Trade body Make UK and accountants BDO said a net balance of 58% of manufacturers had increased their prices in early 2022, up from 52% at the end of a 2021, the fifth quarterly rise in a row.
It was the highest reading since the survey began asking questions about prices in 2000 with domestic prices accelerating sharply, even before the impact of Russia's invasion of Ukraine on energy prices was felt.
The survey of 287 companies was conducted between Feb. 1 and Feb. 21.
In late 2019, before the pandemic and Britain's departure from the European Union's single market, the balance stood at just +5, Make UK said.
"Companies are now facing eye-watering increases in costs which are becoming a matter of survival for many," Stephen Phipson, chief executive at Make UK, said.
"While some of the increases are driven globally, the government cannot use this as a shield from the fact some are self-imposed and, added together, are now forming a perfect storm for companies."
He called on finance minister Rishi Sunak to use a March 23 budget update to help employers by offering more tax relief and extending a two-year tax incentive for business investment which is due to expire in 2023 as a step towards making it permanent.
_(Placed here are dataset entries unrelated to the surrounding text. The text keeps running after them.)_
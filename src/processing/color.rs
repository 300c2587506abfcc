//! Shared colour helpers for the per-pixel stages.

pub const LUMA_WEIGHTS: [f32; 3] = [0.299, 0.587, 0.114];

const SEPIA_MATRIX: [[f32; 3]; 3] = [
    [0.393, 0.769, 0.189],
    [0.349, 0.686, 0.168],
    [0.272, 0.534, 0.131],
];

/// Rec. 601 luma on channels in `[0, 255]`.
pub fn luma(rgb: [f32; 3]) -> f32 {
    LUMA_WEIGHTS[0] * rgb[0] + LUMA_WEIGHTS[1] * rgb[1] + LUMA_WEIGHTS[2] * rgb[2]
}

pub fn luma_u8(rgba: [u8; 4]) -> f32 {
    luma([
        f32::from(rgba[0]),
        f32::from(rgba[1]),
        f32::from(rgba[2]),
    ])
}

pub fn sepia(rgb: [f32; 3]) -> [f32; 3] {
    SEPIA_MATRIX.map(|row| clamp_channel(row[0] * rgb[0] + row[1] * rgb[1] + row[2] * rgb[2]))
}

pub fn mix_rgb(a: [f32; 3], b: [f32; 3], t: f32) -> [f32; 3] {
    [lerp(a[0], b[0], t), lerp(a[1], b[1], t), lerp(a[2], b[2], t)]
}

pub fn lerp(a: f32, b: f32, t: f32) -> f32 {
    a + (b - a) * t
}

pub fn clamp_channel(value: f32) -> f32 {
    value.clamp(0.0, 255.0)
}

/// Round half away from zero, then saturate to a byte.
pub fn quantize(value: f32) -> u8 {
    value.round().clamp(0.0, 255.0) as u8
}
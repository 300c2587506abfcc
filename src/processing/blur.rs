/// Largest accepted Gaussian sigma in pixels; larger requests are clamped.
pub const MAX_BLUR_SIGMA: f32 = 100.0;

/// Normalised 1D Gaussian weights for `sigma`, with radius `ceil(3 * sigma)`.
///
/// `sigma` is clamped to `MAX_BLUR_SIGMA`, so the radius never exceeds 300.
pub fn gaussian_kernel(sigma: f32) -> (Vec<f32>, u32) {
    let sigma = if sigma.is_finite() {
        sigma.clamp(0.01, MAX_BLUR_SIGMA)
    } else {
        0.01
    };
    let radius = (sigma * 3.0).ceil() as u32;
    if radius == 0 {
        return (vec![1.0], 0);
    }

    let r = radius as i32;
    let denom = 2.0 * sigma * sigma;
    let mut weights: Vec<f32> = (-r..=r)
        .map(|i| {
            let x = i as f32;
            (-x * x / denom).exp()
        })
        .collect();

    let sum: f32 = weights.iter().sum();
    if sum > 0.0 {
        for w in &mut weights {
            *w /= sum;
        }
    }

    (weights, radius)
}

/// Separable Gaussian blur over an interleaved RGB `f32` plane, in place.
///
/// Samples past the raster edge are clamped to the nearest edge pixel.
pub fn blur_rgb_plane(plane: &mut [[f32; 3]], width: usize, height: usize, sigma: f32) {
    if sigma <= 0.0 || width == 0 || height == 0 || plane.len() != width * height {
        return;
    }
    let (weights, radius) = gaussian_kernel(sigma);
    if radius == 0 {
        return;
    }
    let mut tmp = vec![[0.0f32; 3]; plane.len()];
    blur_pass(plane, &mut tmp, width, height, radius as usize, &weights, true);
    blur_pass(&tmp, plane, width, height, radius as usize, &weights, false);
}

fn blur_pass(
    src: &[[f32; 3]],
    dst: &mut [[f32; 3]],
    width: usize,
    height: usize,
    radius: usize,
    weights: &[f32],
    horizontal: bool,
) {
    let kernel = &weights[..(2 * radius + 1)];
    for y in 0..height {
        for x in 0..width {
            let mut acc = [0.0f32; 3];
            for (idx, &weight) in kernel.iter().enumerate() {
                let offset = idx as isize - radius as isize;
                let sample_index = if horizontal {
                    let sx = clamp_i((x as isize) + offset, width as isize);
                    y * width + sx
                } else {
                    let sy = clamp_i((y as isize) + offset, height as isize);
                    sy * width + x
                };
                let pix = src[sample_index];
                acc[0] += pix[0] * weight;
                acc[1] += pix[1] * weight;
                acc[2] += pix[2] * weight;
            }
            dst[y * width + x] = acc;
        }
    }
}

#[inline(always)]
fn clamp_i(value: isize, max: isize) -> usize {
    value.clamp(0, max.saturating_sub(1)) as usize
}
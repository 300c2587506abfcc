pub mod buffer;
pub mod config;
pub mod error;
pub mod events;
pub mod history;
pub mod pipeline;
pub mod session;
pub mod processing {
    pub mod blur;
    pub mod color;
    pub mod convolve;
    pub mod edges;
    pub mod pixelate;
    pub mod preview;
    pub mod tone;
}
pub mod tasks {
    pub mod editor;
    pub mod render;
}

pub use buffer::PixelBuffer;
pub use error::Error;
pub use pipeline::{FilterPipeline, render};
pub use session::Session;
The gauge of output prices in a different survey of manufacturers, the IHS Markit/CIPS PMI, hit a record high in December and has receded slightly since.
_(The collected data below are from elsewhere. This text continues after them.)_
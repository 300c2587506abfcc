use crate::buffer::PixelBuffer;
use crate::config::{EdgePolicy, PostKernel};
use crate::processing::color::quantize;

pub type Kernel3x3 = [f32; 9];

pub const IDENTITY: Kernel3x3 = [0.0, 0.0, 0.0, 0.0, 1.0, 0.0, 0.0, 0.0, 0.0];
pub const SHARPEN: Kernel3x3 = [0.0, -1.0, 0.0, -1.0, 5.0, -1.0, 0.0, -1.0, 0.0];
pub const BOX_BLUR: Kernel3x3 = [1.0; 9];
pub const EMBOSS: Kernel3x3 = [-2.0, -1.0, 0.0, -1.0, 1.0, 1.0, 0.0, 1.0, 2.0];

/// Weights for a named post kernel, or `None` when no kernel is selected.
pub fn kernel_for(kind: PostKernel) -> Option<Kernel3x3> {
    match kind {
        PostKernel::None => None,
        PostKernel::Sharpen => Some(SHARPEN),
        PostKernel::Blur => Some(BOX_BLUR),
        PostKernel::Emboss => Some(EMBOSS),
    }
}

/// Divide every weight by the kernel sum, or by 1 when the sum is zero.
pub fn normalize(kernel: &Kernel3x3) -> Kernel3x3 {
    let sum: f32 = kernel.iter().sum();
    let divisor = if sum == 0.0 { 1.0 } else { sum };
    kernel.map(|w| w / divisor)
}

/// Convolve the interior of `buffer` with a normalised 3x3 kernel.
///
/// Interior pixels get the clamped weighted RGB sum and an opaque alpha. The
/// outermost 1-pixel ring is filled according to `edges`. Rasters without an
/// interior (narrower or shorter than 3 pixels) are returned unchanged.
pub fn convolve(buffer: &PixelBuffer, kernel: &Kernel3x3, edges: EdgePolicy) -> PixelBuffer {
    let (width, height) = buffer.dimensions();
    if width < 3 || height < 3 {
        return buffer.clone();
    }
    let weights = normalize(kernel);
    let src = buffer.as_image();
    let mut out = edges.prepare(buffer);
    let dst = out.as_image_mut();

    for y in 1..height - 1 {
        for x in 1..width - 1 {
            let mut acc = [0.0f32; 3];
            for ky in 0..3 {
                for kx in 0..3 {
                    let weight = weights[(ky * 3 + kx) as usize];
                    if weight == 0.0 {
                        continue;
                    }
                    let sample = src.get_pixel(x + kx - 1, y + ky - 1);
                    acc[0] += f32::from(sample[0]) * weight;
                    acc[1] += f32::from(sample[1]) * weight;
                    acc[2] += f32::from(sample[2]) * weight;
                }
            }
            let pixel = dst.get_pixel_mut(x, y);
            pixel.0 = [quantize(acc[0]), quantize(acc[1]), quantize(acc[2]), 255];
        }
    }
    out
}
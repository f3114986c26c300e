//! # Package Items
//!
//! An [`Item`] is one candidate `(index, weight, cost)` triple. Weight and
//! cost are bounded to `0..=100`; values outside that range (and NaN) are
//! **rejected at construction**, never clamped. Items are immutable.

use serde::{Deserialize, Serialize};

use crate::error::InvariantError;

/// Upper bound for an item's weight.
pub const MAX_ITEM_WEIGHT: f64 = 100.0;

/// Upper bound for an item's cost.
pub const MAX_ITEM_COST: f64 = 100.0;

/// A candidate item for a package.
#[derive(Debug, Clone, Copy, PartialEq, Serialize, Deserialize)]
#[serde(try_from = "RawItem")]
pub struct Item {
    index: u32,
    weight: f64,
    cost: f64,
}

/// Unchecked wire form; deserialization goes through [`Item::new`].
#[derive(Deserialize)]
struct RawItem {
    index: u32,
    weight: f64,
    cost: f64,
}

impl TryFrom<RawItem> for Item {
    type Error = InvariantError;

    fn try_from(raw: RawItem) -> Result<Self, Self::Error> {
        Item::new(raw.index, raw.weight, raw.cost)
    }
}

impl Item {
    /// Create an item, checking the weight and cost bounds.
    ///
    /// # Errors
    ///
    /// Returns [`InvariantError::ItemWeight`] or [`InvariantError::ItemCost`]
    /// when the value is not within `0..=100`.
    pub fn new(index: u32, weight: f64, cost: f64) -> Result<Self, InvariantError> {
        if !(0.0..=MAX_ITEM_WEIGHT).contains(&weight) {
            return Err(InvariantError::ItemWeight {
                weight,
                max: MAX_ITEM_WEIGHT,
            });
        }
        if !(0.0..=MAX_ITEM_COST).contains(&cost) {
            return Err(InvariantError::ItemCost {
                cost,
                max: MAX_ITEM_COST,
            });
        }
        Ok(Self {
            index,
            weight,
            cost,
        })
    }

    pub fn index(&self) -> u32 {
        self.index
    }

    pub fn weight(&self) -> f64 {
        self.weight
    }

    pub fn cost(&self) -> f64 {
        self.cost
    }
}

impl std::fmt::Display for Item {
    fn fmt(&self, f: &mut std::fmt::Formatter<'_>) -> std::fmt::Result {
        write!(f, "({}, {:.2}, {:.2})", self.index, self.weight, self.cost)
    }
}
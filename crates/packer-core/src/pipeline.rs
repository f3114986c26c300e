//! # Line Stream Processing
//!
//! Turns a sequence of input lines into packages and result lines. Processing
//! is fail-fast: the first malformed line aborts the whole stream and no
//! results are produced for the lines before it.
//!
//! Trailing `\r` is stripped from every line. Blank lines at the end of the
//! input are ignored; a blank line with another record after it is rejected.

use std::io;

use crate::error::PackerError;
use crate::package::Package;
use crate::parser::parse_line;
use crate::selector::select_best_set;

/// Parse every line of a fallible line source.
///
/// Read errors from the source surface as [`PackerError::Io`].
pub fn try_extract_packages<I, S>(lines: I) -> Result<Vec<Package>, PackerError>
where
    I: IntoIterator<Item = io::Result<S>>,
    S: AsRef<str>,
{
    let mut packages = Vec::new();
    let mut pending_blank: Option<String> = None;

    for (number, line) in lines.into_iter().enumerate() {
        let line = line?;
        let line = line.as_ref().trim_end_matches(['\r', '\n']);

        if line.trim().is_empty() {
            pending_blank.get_or_insert_with(|| line.to_string());
            continue;
        }
        if let Some(blank) = pending_blank.take() {
            return Err(PackerError::validation(blank));
        }

        tracing::trace!(line = number + 1, "parsing package line");
        packages.push(parse_line(line)?);
    }

    tracing::debug!(packages = packages.len(), "extracted packages");
    Ok(packages)
}

/// Parse every line into a [`Package`].
pub fn extract_packages<I, S>(lines: I) -> Result<Vec<Package>, PackerError>
where
    I: IntoIterator<Item = S>,
    S: AsRef<str>,
{
    try_extract_packages(lines.into_iter().map(Ok))
}

/// Parse every line and select the best set for each package, in input order.
pub fn pack_lines<I, S>(lines: I) -> Result<Vec<String>, PackerError>
where
    I: IntoIterator<Item = S>,
    S: AsRef<str>,
{
    let packages = extract_packages(lines)?;
    Ok(packages.iter().map(select_best_set).collect())
}

/// Like [`pack_lines`], with every result terminated by `\n`.
pub fn pack_to_string<I, S>(lines: I) -> Result<String, PackerError>
where
    I: IntoIterator<Item = S>,
    S: AsRef<str>,
{
    let mut out = String::new();
    for result in pack_lines(lines)? {
        out.push_str(&result);
        out.push('\n');
    }
    Ok(out)
}
//! # packer-cli — Command-Line Interface for packer
//!
//! Provides the `packer` binary around `packer-core`.
//!
//! ## Subcommands
//!
//! - `packer pack <FILE>` — print the best set of every package in the file.
//! - `packer check <FILE>` — validate the file without selecting.
//!
//! ## Crate Policy
//!
//! - Argument parsing lives in `main.rs`; handlers here return an exit code.
//! - Selection and validation logic belong to `packer-core`, not here.
//! - Results go to stdout, logs to stderr.

pub mod check;
pub mod logging;
pub mod output;
pub mod pack;
pub mod source;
The Make UK survey showed output and orders slowing but still high by historical standards. Employment growth and investment intentions picked up slightly and expectations for the second quarter of 2022 remained positive.
Also on Monday, a group representing small employers urged Sunak to drop the business investment super-deduction that Make UK wants to see made permanent.
Martin McTague, chair of the Federation of Small Businesses, said in a letter to Sunak that the Treasury should move away from the expensive incentive instead take measures to free up funds for investment at the local level.